Top 5 Reasons to Reform Crop Insurance

Few federal programs are more badly in need of reform than the federal crop insurance program. The Senate will debate some long overdue reforms this week.

Every year, taxpayers dole out more than $7 billion to subsidize farmers, insurance agents and insurance companies – up from $1 billion a few decades ago. Here are the top five reasons to reform this bloated program.

1. Some farmers collect more than than $1 million a year. Unlike commodity subsidies, which are subject to a $125,000 payment limit, there is no payment limit on crop insurance subsidies. So, dozens of farmers receive more than $1 million in crop insurance premium support and thousands receive more than $100,000.

2. The top-selling 10 percent of farmers receive almost 70 percent of all subsidies. Because there is no payment limit, the largest farms, when measured by crop sales, receive the lion’s share of farm subsidies. Meanwhile, the bottom 80 percent of recipients get about $5,000 a year.

 

3. Billionaires remain eligible for crop insurance subsidies. Unlike commodity subsidies, which cannot be paid to farm couples with more than $1.8 million in adjusted gross income, there is no means test for crop insurance subsidies. Billionaires who own farms – like Paul Allen, Charles Schwab, and Richard DeVos – remain eligible for crop insurance subsidies.

4. Insured farmers receive $2 for every $1 they spend. Crop insurance premiums are so heavily subsidized that participating farmers receive $2 in indemnities for every $1 they spend to share the cost of premiums.

5. But, most farmers don’t participate, especially minority farmers. Only 16 percent of all farmers participate in the crop insurance programs. Many farmers do not grow the right crops to be eligible or are small farmers who can’t afford to pay their share of the premium.

 

Subsidy reforms proposed by Sens. Richard Durbin, D-Ill., Chuck Grassley, R-Iowa, Jeanne Shaheen, D-N.H., and Jeff Flake, R-Ariz., would help make the crop insurance program fairer to farmers and taxpayers by reducing premium subsidies by 15 percent when a farm couple has already made millions in the marketplace. Specifically, they would reduce subsidies for couples with adjusted gross incomes of more than $1.4 billion. They would also cap crop insurance subsidies at $125,000 – just like commodity subsidies.

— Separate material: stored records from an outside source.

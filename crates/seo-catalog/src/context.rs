//! Store and website context.

use serde::{Deserialize, Serialize};

/// The store view a request is served for.
#[derive(Clone, Debug, PartialEq, Eq, Serialize, Deserialize)]
pub struct StoreContext {
    /// Store id (0 is the global scope).
    pub id: u32,
    /// Store code.
    pub code: String,
    /// Display name.
    pub name: String,
    /// Unsecure base URL, with trailing slash.
    pub base_url: String,
    /// Secure base URL, with trailing slash.
    pub secure_base_url: String,
    /// Media base URL, with trailing slash.
    pub media_url: String,
    /// ISO 4217 currency code.
    pub currency: String,
}

impl Default for StoreContext {
    fn default() -> Self {
        Self {
            id: 1,
            code: "default".to_owned(),
            name: "Default Store View".to_owned(),
            base_url: "http://localhost/".to_owned(),
            secure_base_url: "http://localhost/".to_owned(),
            media_url: "http://localhost/media/".to_owned(),
            currency: "USD".to_owned(),
        }
    }
}

impl StoreContext {
    /// Join a relative path onto the base URL.
    #[must_use]
    pub fn url(&self, path: &str) -> String {
        format!("{}{}", self.base_url, path.trim_start_matches('/'))
    }

    /// Join a relative path onto the media URL.
    #[must_use]
    pub fn media(&self, path: &str) -> String {
        format!("{}{}", self.media_url, path.trim_start_matches('/'))
    }
}

/// The website a store view belongs to.
#[derive(Clone, Debug, PartialEq, Eq, Serialize, Deserialize)]
pub struct WebsiteContext {
    /// Website id.
    pub id: u32,
    /// Website code.
    pub code: String,
    /// Display name.
    pub name: String,
    /// Default store group id.
    pub default_group_id: u32,
}

impl Default for WebsiteContext {
    fn default() -> Self {
        Self {
            id: 1,
            code: "base".to_owned(),
            name: "Main Website".to_owned(),
            default_group_id: 1,
        }
    }
}
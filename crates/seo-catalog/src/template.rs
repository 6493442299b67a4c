//! Meta tag template records.

use std::fmt;
use std::str::FromStr;

use serde::{Deserialize, Deserializer, Serialize};
use serde_json::Value;

use crate::EntityType;

/// Which subset of meta fields a template governs.
#[derive(Clone, Copy, Debug, Default, PartialEq, Eq, Hash, Serialize, Deserialize)]
#[serde(rename_all = "snake_case")]
pub enum TemplateType {
    /// Every field.
    #[default]
    Comprehensive,
    MetaTitle,
    MetaDescription,
    MetaKeywords,
    MetaRobots,
    /// The four Open Graph fields.
    OpenGraph,
}

impl TemplateType {
    /// All template types.
    pub const ALL: [Self; 6] = [
        Self::Comprehensive,
        Self::MetaTitle,
        Self::MetaDescription,
        Self::MetaKeywords,
        Self::MetaRobots,
        Self::OpenGraph,
    ];

    /// Stable string code.
    #[must_use]
    pub fn as_str(self) -> &'static str {
        match self {
            Self::Comprehensive => "comprehensive",
            Self::MetaTitle => "meta_title",
            Self::MetaDescription => "meta_description",
            Self::MetaKeywords => "meta_keywords",
            Self::MetaRobots => "meta_robots",
            Self::OpenGraph => "open_graph",
        }
    }

    /// Fields a template of this type is allowed to fill.
    #[must_use]
    pub fn fields(self) -> &'static [MetaField] {
        match self {
            Self::Comprehensive => &MetaField::ALL,
            Self::MetaTitle => &[MetaField::MetaTitle],
            Self::MetaDescription => &[MetaField::MetaDescription],
            Self::MetaKeywords => &[MetaField::MetaKeywords],
            Self::MetaRobots => &[MetaField::MetaRobots],
            Self::OpenGraph => &[
                MetaField::OgTitle,
                MetaField::OgDescription,
                MetaField::OgType,
                MetaField::OgImage,
            ],
        }
    }
}

impl fmt::Display for TemplateType {
    fn fmt(&self, f: &mut fmt::Formatter<'_>) -> fmt::Result {
        f.write_str(self.as_str())
    }
}

impl FromStr for TemplateType {
    type Err = String;

    fn from_str(s: &str) -> Result<Self, Self::Err> {
        Self::ALL
            .into_iter()
            .find(|t| t.as_str() == s)
            .ok_or_else(|| format!("unknown template type: {s}"))
    }
}

/// One key of a resolved tag set.
#[derive(Clone, Copy, Debug, PartialEq, Eq, Hash, PartialOrd, Ord, Serialize, Deserialize)]
#[serde(rename_all = "snake_case")]
pub enum MetaField {
    MetaTitle,
    MetaDescription,
    MetaKeywords,
    MetaRobots,
    OgTitle,
    OgDescription,
    OgType,
    OgImage,
}

impl MetaField {
    /// All fields, in head-rendering order.
    pub const ALL: [Self; 8] = [
        Self::MetaTitle,
        Self::MetaDescription,
        Self::MetaKeywords,
        Self::MetaRobots,
        Self::OgTitle,
        Self::OgDescription,
        Self::OgType,
        Self::OgImage,
    ];

    /// Stable string code.
    #[must_use]
    pub fn as_str(self) -> &'static str {
        match self {
            Self::MetaTitle => "meta_title",
            Self::MetaDescription => "meta_description",
            Self::MetaKeywords => "meta_keywords",
            Self::MetaRobots => "meta_robots",
            Self::OgTitle => "og_title",
            Self::OgDescription => "og_description",
            Self::OgType => "og_type",
            Self::OgImage => "og_image",
        }
    }

    /// Whether the field's template text goes through the template engine.
    ///
    /// `meta_robots` and `og_type` hold plain configuration strings
    /// (`NOINDEX,FOLLOW`, `product`) and are copied verbatim.
    #[must_use]
    pub fn is_processed(self) -> bool {
        !matches!(self, Self::MetaRobots | Self::OgType)
    }
}

/// A persisted meta tag template.
///
/// `conditions` keeps the stored JSON text; it is decoded at apply time so a
/// malformed value only affects the template that carries it.
#[derive(Clone, Debug, Default, PartialEq, Serialize, Deserialize)]
#[serde(default)]
pub struct Template {
    pub id: u64,
    pub name: String,
    #[serde(rename = "type")]
    pub template_type: TemplateType,
    pub entity_type: EntityType,
    /// 0 = all stores.
    pub store_id: u32,
    pub is_active: bool,
    /// Higher wins.
    pub priority: i32,
    #[serde(deserialize_with = "deserialize_conditions")]
    pub conditions: Option<String>,
    pub meta_title: Option<String>,
    pub meta_description: Option<String>,
    pub meta_keywords: Option<String>,
    pub meta_robots: Option<String>,
    pub og_title: Option<String>,
    pub og_description: Option<String>,
    pub og_type: Option<String>,
    pub og_image: Option<String>,
}

impl Template {
    /// Template text stored for `field`, if any.
    #[must_use]
    pub fn field(&self, field: MetaField) -> Option<&str> {
        match field {
            MetaField::MetaTitle => self.meta_title.as_deref(),
            MetaField::MetaDescription => self.meta_description.as_deref(),
            MetaField::MetaKeywords => self.meta_keywords.as_deref(),
            MetaField::MetaRobots => self.meta_robots.as_deref(),
            MetaField::OgTitle => self.og_title.as_deref(),
            MetaField::OgDescription => self.og_description.as_deref(),
            MetaField::OgType => self.og_type.as_deref(),
            MetaField::OgImage => self.og_image.as_deref(),
        }
    }

    /// Whether the template applies to `store_id`.
    #[must_use]
    pub fn applies_to_store(&self, store_id: u32) -> bool {
        self.store_id == 0 || self.store_id == store_id
    }
}

/// Accept conditions either as stored JSON text or as an inline JSON value.
fn deserialize_conditions<'de, D>(deserializer: D) -> Result<Option<String>, D::Error>
where
    D: Deserializer<'de>,
{
    Ok(match Value::deserialize(deserializer)? {
        Value::Null => None,
        Value::String(text) => Some(text),
        other => Some(other.to_string()),
    })
}

#[cfg(test)]
mod tests {
    use super::*;
    use serde_json::json;

    #[test]
    fn test_template_type_parse() {
        assert_eq!("open_graph".parse::<TemplateType>().unwrap(), TemplateType::OpenGraph);
        assert!("og".parse::<TemplateType>().is_err());
    }

    #[test]
    fn test_fields_per_type() {
        assert_eq!(TemplateType::Comprehensive.fields().len(), 8);
        assert_eq!(TemplateType::MetaRobots.fields(), &[MetaField::MetaRobots]);
        assert!(TemplateType::OpenGraph.fields().contains(&MetaField::OgImage));
        assert!(!TemplateType::OpenGraph.fields().contains(&MetaField::MetaTitle));
    }

    #[test]
    fn test_processed_fields() {
        assert!(MetaField::MetaTitle.is_processed());
        assert!(MetaField::OgImage.is_processed());
        assert!(!MetaField::MetaRobots.is_processed());
        assert!(!MetaField::OgType.is_processed());
    }

    #[test]
    fn test_conditions_accept_inline_json() {
        let template: Template = serde_json::from_value(json!({
            "type": "comprehensive",
            "entity_type": "product",
            "conditions": {"price": {"min": 10, "max": 50}}
        }))
        .unwrap();
        let conditions: Value = serde_json::from_str(template.conditions.as_deref().unwrap()).unwrap();
        assert_eq!(conditions, json!({"price": {"min": 10, "max": 50}}));
    }

    #[test]
    fn test_conditions_accept_stored_text() {
        let template: Template = serde_json::from_value(json!({
            "conditions": "{\"type_id\":\"simple\"}"
        }))
        .unwrap();
        assert_eq!(template.conditions.as_deref(), Some("{\"type_id\":\"simple\"}"));
    }

    #[test]
    fn test_applies_to_store() {
        let global = Template::default();
        assert!(global.applies_to_store(3));

        let scoped = Template {
            store_id: 2,
            ..Template::default()
        };
        assert!(scoped.applies_to_store(2));
        assert!(!scoped.applies_to_store(3));
    }
}
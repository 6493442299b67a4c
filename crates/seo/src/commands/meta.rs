//! `seo meta` command implementation.

use std::path::PathBuf;

use clap::Args;
use serde_json::json;

use seo_catalog::{Entity, TemplateType};
use seo_meta::ResolvedTags;
use seo_template::RequestScope;

use super::engine::{Engine, EntityRef};
use super::load_entity;
use crate::GlobalArgs;
use crate::error::CliError;
use crate::output::Output;

/// Arguments for the meta command.
#[derive(Args)]
pub(crate) struct MetaArgs {
    /// Catalog fixture file (JSON).
    #[arg(long)]
    catalog: PathBuf,

    /// Entity to resolve, e.g. `product:42` or `cms_page:home`.
    #[arg(short, long)]
    entity: EntityRef,

    /// Template type to apply.
    #[arg(long = "type", default_value = "comprehensive")]
    template_type: TemplateType,

    /// Id of the category being browsed.
    #[arg(long)]
    current_category: Option<u64>,

    /// Print HTML head elements instead of JSON.
    #[arg(long)]
    html: bool,
}

impl MetaArgs {
    /// Execute the meta command.
    pub(crate) fn execute(self, global: &GlobalArgs, version: &str) -> Result<(), CliError> {
        let output = Output::new();
        let (entity, tags) = self.resolve(global, version, &output)?;
        if tags.is_empty() {
            output.warning("No template produced any meta tags");
        }

        if self.html {
            output.data(&tags.to_head_html());
        } else {
            let result = json!({
                "success": true,
                "entity": entity.identity(),
                "template_type": self.template_type.as_str(),
                "tags": tags,
            });
            output.data(&serde_json::to_string_pretty(&result)?);
        }
        Ok(())
    }

    fn resolve(
        &self,
        global: &GlobalArgs,
        version: &str,
        output: &Output,
    ) -> Result<(Entity, ResolvedTags), CliError> {
        let mut engine = Engine::load(global, Some(&self.catalog), version)?;
        // Cache keys leave the browsed category out
        if self.current_category.is_some() {
            engine = engine.without_cache();
        }
        let entity = load_entity(&engine, &self.entity, output)?;

        let mut scope = RequestScope::new();
        if let Some(id) = self.current_category {
            let category = scope.load_category(engine.catalog(), id)?;
            if category.is_none() {
                output.warning(&format!("Category {id} not found, ignoring"));
            }
            scope.set_current_category(category);
        }

        let tags = engine.meta_manager().apply_templates(
            &mut scope,
            &entity,
            entity.entity_type(),
            self.template_type,
        );
        Ok((entity, tags))
    }
}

These reforms have been endorsed by everyone from the Congressional Budget Office to the Government Accountability Office. Reforms like the Durbin-Grassley means testing amendments would only impact a few thousand farmers, so they would have no impact on the price other farmers pay for their crop insurance, according to UDSA economists.

But, they would level the playing field for other farmers and earn this bloated program more support from taxpayers.